И они продвигались дальше, выше по лесному глубокому лабиринту. Внизу уже была ночь, а вверху, среди еловых макушек, только вечер… Но зажигались первые звезды.
И вдруг повеяло дымом. Хорт с Мухояром переглянулись.
Днепр тут вытягивался прямой дорогой, и сейчас она казалась серебряной. Дымок наносило откуда-то по этой водной живой дороге. Еще некоторое время они поднимались по реке.
Хорт повернул однодеревку к берегу и шепнул, что пойдет и посмотрит, кто там. Дед с мальчиком остались в лодке. Хорт исчез среди трав и кустов. Через некоторое время залаяла собака. Небо наливалось темной голубизной, и звезды ярче серебрились над еловыми макушками. Пахло рекой и древним лесом.
Хорт коротко взвыл, и собака тут же пугливо затявкала. Мухояр ему так же коротко ответил и взялся за шест. Они поднялись еще выше. Поперек реки лежал мост на валунах. На мосту их и ожидал Хорт. У моста была привязана небольшая легкая однодеревка, словно бы детская, на одного человека. Мухояр с мальчиком вышли на берег.

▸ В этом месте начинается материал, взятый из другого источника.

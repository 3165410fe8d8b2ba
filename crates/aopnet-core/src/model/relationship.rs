use serde::{Deserialize, Serialize};
use std::fmt;

/// A key event relationship: a directed edge `from -> to`.
///
/// Endpoints refer to events by id; the owning [`super::Network`] holds the
/// events themselves. The name is the relationship's identity together with
/// its endpoints and is always set: an unnamed relationship is called
/// `from>to`, so it equals the same edge explicitly named `from>to`.
/// Ordering is by `(from, to, name)` so that sets of relationships iterate
/// deterministically.
#[derive(Debug, Clone, PartialEq, Eq, Hash, PartialOrd, Ord, Serialize, Deserialize)]
#[serde(from = "RelationshipRecord", into = "RelationshipRecord")]
pub struct Relationship {
    pub from: String,
    pub to: String,
    name: String,
}

/// On-disk shape: the name is optional and omitted when it is the default.
#[derive(Serialize, Deserialize)]
struct RelationshipRecord {
    from: String,
    to: String,
    #[serde(default, skip_serializing_if = "Option::is_none")]
    name: Option<String>,
}

impl From<RelationshipRecord> for Relationship {
    fn from(record: RelationshipRecord) -> Self {
        let rel = Self::new(record.from, record.to);
        match record.name {
            Some(name) => rel.with_name(name),
            None => rel,
        }
    }
}

impl From<Relationship> for RelationshipRecord {
    fn from(rel: Relationship) -> Self {
        let name = (!rel.has_default_name()).then_some(rel.name);
        Self {
            from: rel.from,
            to: rel.to,
            name,
        }
    }
}

fn default_name(from: &str, to: &str) -> String {
    format!("{from}>{to}")
}

impl Relationship {
    /// Create a relationship named `from>to`.
    pub fn new(from: impl Into<String>, to: impl Into<String>) -> Self {
        let from = from.into();
        let to = to.into();
        let name = default_name(&from, &to);
        Self { from, to, name }
    }

    /// Give the relationship an explicit name. An empty name keeps `from>to`.
    #[must_use]
    pub fn with_name(mut self, name: impl Into<String>) -> Self {
        let name = name.into();
        if !name.is_empty() {
            self.name = name;
        }
        self
    }

    /// Relationship name, `from>to` unless an explicit name was given.
    #[must_use]
    pub fn name(&self) -> &str {
        &self.name
    }

    #[must_use]
    pub fn has_default_name(&self) -> bool {
        self.name == default_name(&self.from, &self.to)
    }

    #[must_use]
    pub fn is_self_loop(&self) -> bool {
        self.from == self.to
    }
}

impl fmt::Display for Relationship {
    fn fmt(&self, f: &mut fmt::Formatter<'_>) -> fmt::Result {
        f.write_str(&self.name)
    }
}

#[cfg(test)]
mod tests {
    use super::*;

    #[test]
    fn default_name_is_arrow_form() {
        let rel = Relationship::new("MIE1", "KE1");
        assert_eq!(rel.name(), "MIE1>KE1");
        assert_eq!(rel.to_string(), "MIE1>KE1");
    }

    #[test]
    fn explicit_name_wins() {
        let rel = Relationship::new("MIE1", "KE1").with_name("KER 17");
        assert_eq!(rel.name(), "KER 17");
        assert_eq!(rel.to_string(), "KER 17");
    }

    #[test]
    fn self_loop_detection() {
        assert!(Relationship::new("A", "A").is_self_loop());
        assert!(!Relationship::new("A", "B").is_self_loop());
    }

    #[test]
    fn ordering_is_by_endpoints() {
        let mut rels = vec![
            Relationship::new("B", "A"),
            Relationship::new("A", "C"),
            Relationship::new("A", "B"),
        ];
        rels.sort();
        let names: Vec<&str> = rels.iter().map(Relationship::name).collect();
        assert_eq!(names, vec!["A>B", "A>C", "B>A"]);
    }

    #[test]
    fn deserializes_without_name() {
        let rel: Relationship = serde_json::from_str(r#"{"from":"A","to":"B"}"#).expect("parse");
        assert_eq!(rel, Relationship::new("A", "B"));
    }

    #[test]
    fn explicit_default_name_is_same_edge() {
        let plain = Relationship::new("A", "B");
        let named = Relationship::new("A", "B").with_name("A>B");
        assert_eq!(plain, named);
        assert!(named.has_default_name());

        let mut set = std::collections::HashSet::new();
        set.insert(plain);
        assert!(!set.insert(named));
    }

    #[test]
    fn empty_name_keeps_default() {
        let rel = Relationship::new("A", "B").with_name("");
        assert_eq!(rel.name(), "A>B");
        assert_eq!(rel, Relationship::new("A", "B"));
    }

    #[test]
    fn explicit_default_name_deserializes_equal() {
        let rel: Relationship =
            serde_json::from_str(r#"{"from":"A","to":"B","name":"A>B"}"#).expect("parse");
        assert_eq!(rel, Relationship::new("A", "B"));
        let empty: Relationship =
            serde_json::from_str(r#"{"from":"A","to":"B","name":""}"#).expect("parse");
        assert_eq!(empty, Relationship::new("A", "B"));
    }

    #[test]
    fn default_name_is_not_serialized() {
        let json = serde_json::to_value(Relationship::new("A", "B")).expect("json");
        assert!(json.get("name").is_none());
        let json = serde_json::to_value(Relationship::new("A", "B").with_name("KER 1")).expect("json");
        assert_eq!(json["name"], "KER 1");
    }
}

Взяв кое-что из припасов и котлы, по тропинке начали подниматься на крутой берег. Снова залаяла собака. Наверху, среди древесных еловых стволов, темнела такая же фигура какого-то человека. А около него светлела собака.
Путники взошли на высокий берег, хозяин этого места отступил в сторону.

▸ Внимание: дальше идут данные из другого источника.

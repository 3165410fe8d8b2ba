use std::io::{self, Write};
use std::path::PathBuf;

use aopnet_analysis::{AnalysisOptions, NetworkAnalysis, analyze};
use clap::Args;
use serde::Serialize;

use super::{RelationshipRow, load, rows, write_row};
use crate::output::{OutputMode, pretty_kv, pretty_section, render_mode};

#[derive(Args, Debug)]
pub struct AnalyzeArgs {
    /// Network file (.json, .yaml, .yml or .toml).
    pub file: PathBuf,
}

#[derive(Debug, Serialize)]
pub struct LayerRow<'a> {
    pub index: usize,
    pub level: &'static str,
    pub events: Vec<&'a str>,
}

/// Flattened view of a [`NetworkAnalysis`] for rendering.
#[derive(Debug, Serialize)]
pub struct AnalyzeOutput<'a> {
    #[serde(skip_serializing_if = "Option::is_none")]
    pub network: Option<&'a str>,
    pub strategy: &'static str,
    pub fingerprint: String,
    pub layers: Vec<LayerRow<'a>>,
    pub feedback: Vec<RelationshipRow<'a>>,
    pub indirect: Vec<RelationshipRow<'a>>,
    pub displayed: Vec<RelationshipRow<'a>>,
    pub unplaced: Vec<&'a str>,
}

impl<'a> AnalyzeOutput<'a> {
    pub fn new(network: Option<&'a str>, analysis: &NetworkAnalysis<'a>) -> Self {
        Self {
            network,
            strategy: analysis.strategy.as_str(),
            fingerprint: analysis.fingerprint.clone(),
            layers: layer_rows(analysis),
            feedback: rows(&analysis.feedback),
            indirect: rows(&analysis.indirect),
            displayed: rows(&analysis.displayed),
            unplaced: analysis.unplaced.iter().map(|e| e.id.as_str()).collect(),
        }
    }
}

pub fn layer_rows<'a>(analysis: &NetworkAnalysis<'a>) -> Vec<LayerRow<'a>> {
    analysis
        .layers
        .iter()
        .enumerate()
        .map(|(i, layer)| LayerRow {
            index: i + 1,
            level: layer.level().as_str(),
            events: layer.events().iter().map(|e| e.id.as_str()).collect(),
        })
        .collect()
}

pub fn run_analyze(
    args: &AnalyzeArgs,
    output: OutputMode,
    options: &AnalysisOptions,
) -> anyhow::Result<()> {
    let network = load(&args.file)?;
    let analysis = analyze(&network, options)?;
    let payload = AnalyzeOutput::new(network.title(), &analysis);
    render_mode(
        output,
        &payload,
        |p, w| render_analyze_text(p, w),
        |p, w| render_analyze_pretty(p, w),
    )
}

pub fn render_analyze_text(payload: &AnalyzeOutput<'_>, w: &mut dyn Write) -> io::Result<()> {
    for layer in &payload.layers {
        writeln!(
            w,
            "layer {} {}: {}",
            layer.index,
            layer.level,
            layer.events.join(", ")
        )?;
    }
    for (kind, rels) in [
        ("feedback", &payload.feedback),
        ("indirect", &payload.indirect),
        ("displayed", &payload.displayed),
    ] {
        for row in rels {
            write_row(w, &format!("{kind} "), row)?;
        }
    }
    if !payload.unplaced.is_empty() {
        writeln!(w, "unplaced: {}", payload.unplaced.join(", "))?;
    }
    writeln!(w, "fingerprint {}", payload.fingerprint)
}

pub fn render_analyze_pretty(payload: &AnalyzeOutput<'_>, w: &mut dyn Write) -> io::Result<()> {
    pretty_section(w, payload.network.unwrap_or("Network analysis"))?;
    pretty_kv(w, "strategy", payload.strategy)?;
    pretty_kv(w, "fingerprint", &payload.fingerprint)?;
    writeln!(w)?;

    pretty_section(w, &format!("Layers ({})", payload.layers.len()))?;
    if payload.layers.is_empty() {
        writeln!(w, "  (none)")?;
    }
    for layer in &payload.layers {
        writeln!(
            w,
            "  {:>2}. {:<11} {}",
            layer.index,
            layer.level,
            layer.events.join(", ")
        )?;
    }

    for (heading, rels) in [
        ("Feedback", &payload.feedback),
        ("Indirect", &payload.indirect),
        ("Displayed", &payload.displayed),
    ] {
        writeln!(w)?;
        pretty_section(w, &format!("{heading} ({})", rels.len()))?;
        if rels.is_empty() {
            writeln!(w, "  (none)")?;
        }
        for row in rels {
            write_row(w, "  ", row)?;
        }
    }

    if !payload.unplaced.is_empty() {
        writeln!(w)?;
        pretty_section(w, &format!("Unplaced ({})", payload.unplaced.len()))?;
        for id in &payload.unplaced {
            writeln!(w, "  {id}")?;
        }
    }
    Ok(())
}
//! Reading network descriptions from disk.
//!
//! The loader only deserializes; it does not check that relationships refer
//! to existing events. That precondition is verified when the analysis
//! builds its graph index, so a malformed file surfaces as a
//! [`crate::GraphError::Malformed`] at analysis time.
//!
//! Supported formats, chosen by file extension:
//!
//! | extension        | format |
//! |------------------|--------|
//! | `.json`          | JSON   |
//! | `.yaml`, `.yml`  | YAML   |
//! | `.toml`          | TOML   |

use std::path::Path;

use tracing::{debug, instrument};

use crate::error::LoadError;
use crate::model::Network;

/// Serialization format of a network file.
#[derive(Debug, Clone, Copy, PartialEq, Eq)]
pub enum NetworkFormat {
    Json,
    Yaml,
    Toml,
}

impl NetworkFormat {
    /// Pick the format from a path's extension (case-insensitive).
    ///
    /// # Errors
    ///
    /// Returns [`LoadError::UnsupportedFormat`] for any other extension.
    pub fn from_path(path: &Path) -> Result<Self, LoadError> {
        let ext = path
            .extension()
            .and_then(|ext| ext.to_str())
            .map(str::to_ascii_lowercase)
            .unwrap_or_default();
        match ext.as_str() {
            "json" => Ok(Self::Json),
            "yaml" | "yml" => Ok(Self::Yaml),
            "toml" => Ok(Self::Toml),
            _ => Err(LoadError::UnsupportedFormat(ext)),
        }
    }
}

/// Parse a network from in-memory text.
///
/// # Errors
///
/// Returns the format's parse error wrapped in [`LoadError`].
pub fn parse_network(text: &str, format: NetworkFormat) -> Result<Network, LoadError> {
    let network = match format {
        NetworkFormat::Json => serde_json::from_str(text)?,
        NetworkFormat::Yaml => serde_yaml::from_str(text)?,
        NetworkFormat::Toml => toml::from_str(text)?,
    };
    Ok(network)
}

/// Read and parse the network file at `path`.
///
/// # Errors
///
/// Returns [`LoadError::UnsupportedFormat`] for unknown extensions,
/// [`LoadError::Io`] when the file cannot be read, and a parse error when
/// the contents do not describe a network.
#[instrument]
pub fn load_network(path: &Path) -> Result<Network, LoadError> {
    let format = NetworkFormat::from_path(path)?;
    let text = std::fs::read_to_string(path).map_err(|source| LoadError::Io {
        path: path.to_path_buf(),
        source,
    })?;
    let network = parse_network(&text, format)?;
    debug!(
        events = network.events.len(),
        relationships = network.relationships.len(),
        "loaded network"
    );
    Ok(network)
}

– Гойсы, человече, – молвил Мухояр, слегка кланяясь.
– Бог в помочь, – отмолвил незнакомец.
Мухояр остановился, внимательно присматриваясь к незнакомцу. Светлая собака на него зарычала, но незнакомец окоротил ее окриком:
– Не леть! То странники, аки и твой Господь.
И Спиридон вдруг испытал прилив тепла, будто щеки его коснулась родная рука.
9
9
Ночевать всем после трапезы в одрине было тесно, но никому не хотелось устанавливать вежу, и так и легли на полу Мухояр с Хортом, а мальчику место нашлось около печки. Разговор за едой перескакивал с одного на другое, и токмо утром они узнали, что за человек их приютил.

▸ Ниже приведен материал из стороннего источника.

//! The application event loop: draws the UI, routes key input, and dispatches
//! user intents (add/edit/delete/select) to the user store.
//!
//! The store's transactions are local (memory + cache slot). After a successful
//! local commit the corresponding remote call is fired best-effort; a remote
//! failure is logged and never rolls back local state.

use anyhow::Result;
use crossterm::event::{self, Event, KeyCode, KeyEventKind};
use ratatui::Terminal;
use ratatui::backend::CrosstermBackend;
use std::time::Duration;
use tracing::{debug, warn};

use crate::app::{AppState, FormField, InputMode, ModalState};
use crate::remote::RemoteDirectory;
use crate::search::apply_search;
use crate::store::UserStore;
use crate::ui;
use crate::user::UserDraft;

pub async fn run_app<R: RemoteDirectory>(
    terminal: &mut Terminal<CrosstermBackend<std::io::Stdout>>,
    mut store: UserStore<R>,
    offline: bool,
) -> Result<()> {
    let mut app = AppState::new(offline);

    if let Err(e) = store.load().await {
        warn!(error = %e, "initial load failed");
        app.set_error("Failed to load users from API");
    }
    app.refresh_from(store.users());

    loop {
        terminal.draw(|f| {
            ui::render(f, &mut app);
        })?;

        if event::poll(Duration::from_millis(100))? {
            if let Event::Key(key) = event::read()? {
                if key.kind == KeyEventKind::Press {
                    match app.input_mode {
                        InputMode::Normal => match key.code {
                            KeyCode::Char('q') => break,
                            KeyCode::Char('/') => {
                                app.search_query.clear();
                                app.input_mode = InputMode::Search;
                            }
                            KeyCode::Char('n') => app.open_add_form(),
                            KeyCode::Enter | KeyCode::Char('e') => app.open_edit_form(),
                            KeyCode::Char('d') | KeyCode::Delete => app.open_delete_confirm(),
                            KeyCode::Up | KeyCode::Char('k') => {
                                if app.selected_index > 0 {
                                    app.selected_index -= 1;
                                }
                            }
                            KeyCode::Down | KeyCode::Char('j') => {
                                if app.selected_index + 1 < app.users.len() {
                                    app.selected_index += 1;
                                }
                            }
                            KeyCode::Left | KeyCode::Char('h') => {
                                let rpp = app.rows_per_page.max(1);
                                if app.selected_index >= rpp {
                                    app.selected_index -= rpp;
                                } else {
                                    app.selected_index = 0;
                                }
                            }
                            KeyCode::Right | KeyCode::Char('l') => {
                                let rpp = app.rows_per_page.max(1);
                                let new_idx = app.selected_index.saturating_add(rpp);
                                app.selected_index = new_idx.min(app.users.len().saturating_sub(1));
                            }
                            _ => {}
                        },
                        InputMode::Search => match key.code {
                            KeyCode::Enter => {
                                apply_search(&mut app);
                                app.input_mode = InputMode::Normal;
                            }
                            KeyCode::Esc => {
                                app.input_mode = InputMode::Normal;
                                app.search_query.clear();
                                apply_search(&mut app);
                            }
                            KeyCode::Backspace => {
                                app.search_query.pop();
                            }
                            KeyCode::Char(c) => {
                                app.search_query.push(c);
                            }
                            _ => {}
                        },
                        InputMode::Modal => {
                            handle_modal_key(&mut app, &mut store, key.code).await;
                        }
                    }
                }
            }
        }

        app.tick_notification();
    }

    Ok(())
}

async fn handle_modal_key<R: RemoteDirectory>(
    app: &mut AppState,
    store: &mut UserStore<R>,
    code: KeyCode,
) {
    match &mut app.modal {
        Some(ModalState::UserForm {
            editing,
            field,
            name,
            email,
            username,
            phone,
        }) => match code {
            KeyCode::Esc => {
                app.close_modal();
                app.error = None;
            }
            KeyCode::Tab | KeyCode::Down => *field = field.next(),
            KeyCode::BackTab | KeyCode::Up => *field = field.prev(),
            KeyCode::Backspace => {
                form_value(field, name, email, username, phone).pop();
            }
            KeyCode::Char(c) => {
                form_value(field, name, email, username, phone).push(c);
            }
            KeyCode::Enter => {
                let editing = *editing;
                let draft = UserDraft {
                    name: name.clone(),
                    email: email.clone(),
                    username: username.clone(),
                    phone: phone.clone(),
                };
                submit_form(app, store, editing, draft).await;
            }
            _ => {}
        },
        Some(ModalState::DeleteConfirm { selected }) => match code {
            KeyCode::Esc => app.close_modal(),
            KeyCode::Left | KeyCode::Right => {
                *selected = if *selected == 0 { 1 } else { 0 };
            }
            KeyCode::Enter => {
                let confirmed = *selected == 0;
                if confirmed {
                    confirm_delete(app, store).await;
                } else {
                    app.close_modal();
                }
            }
            _ => {}
        },
        None => {}
    }
}

fn form_value<'a>(
    field: &FormField,
    name: &'a mut String,
    email: &'a mut String,
    username: &'a mut String,
    phone: &'a mut String,
) -> &'a mut String {
    match field {
        FormField::Name => name,
        FormField::Email => email,
        FormField::Username => username,
        FormField::Phone => phone,
    }
}

/// Commit the form locally, then propagate to the remote best-effort.
/// Validation and duplicate-email failures keep the form open.
async fn submit_form<R: RemoteDirectory>(
    app: &mut AppState,
    store: &mut UserStore<R>,
    editing: Option<u64>,
    draft: UserDraft,
) {
    match editing {
        None => match store.create_user(draft) {
            Ok(created) => {
                let created = created.clone();
                app.refresh_from(store.users());
                app.close_modal();
                app.notify("User added successfully");
                if !app.offline {
                    match store.remote().create_user(&created).await {
                        // Local ids are authoritative; the echoed id is only logged.
                        Ok(remote_id) => {
                            debug!(local_id = created.id, remote_id, "remote create acknowledged");
                        }
                        Err(e) => warn!(error = %e, "remote create failed, local state kept"),
                    }
                }
            }
            Err(e) => app.set_error(e.to_string()),
        },
        Some(id) => {
            let user = draft.into_user(id);
            match store.update_user(user.clone()) {
                Ok(()) => {
                    app.refresh_from(store.users());
                    app.close_modal();
                    app.notify("User updated successfully");
                    if !app.offline {
                        if let Err(e) = store.remote().update_user(&user).await {
                            warn!(error = %e, "remote update failed, local state kept");
                        }
                    }
                }
                Err(e) => app.set_error(e.to_string()),
            }
        }
    }
}

async fn confirm_delete<R: RemoteDirectory>(app: &mut AppState, store: &mut UserStore<R>) {
    let Some(id) = app.selected_user().map(|u| u.id) else {
        app.close_modal();
        return;
    };
    match store.delete_user(id) {
        Ok(removed) => {
            app.refresh_from(store.users());
            app.close_modal();
            app.notify("User deleted successfully");
            if !app.offline {
                if let Err(e) = store.remote().delete_user(removed.id).await {
                    warn!(error = %e, "remote delete failed, local state kept");
                }
            }
        }
        Err(e) => {
            app.close_modal();
            app.set_error(e.to_string());
        }
    }
}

Жил здесь, на высоком берегу Днепра, вблизи истоков, пустынник Ефрем Дымко. По его словам, провел он в этой глуши Оковского леса семь лет. За это время отстроил себе небольшую, но ладную истобку. Лядину[330] засеял рожью, еще расчистил место для огорода. Зерно ему дали в той веси, что стояла на волоке. Людей он не видит целую зиму, весну, лето, лишь осенью заглянет иной охотник за зверем ли, пушниной, за мёдом. Власы у него были темные, длинные, а брада, распадающаяся надвое, рыжеватая, густая как мох. И большие карие глаза, как у оленя, что ли. Носил он одежу из шкур, а лысину покрывала грубо сшитая вытертая заячья шапка.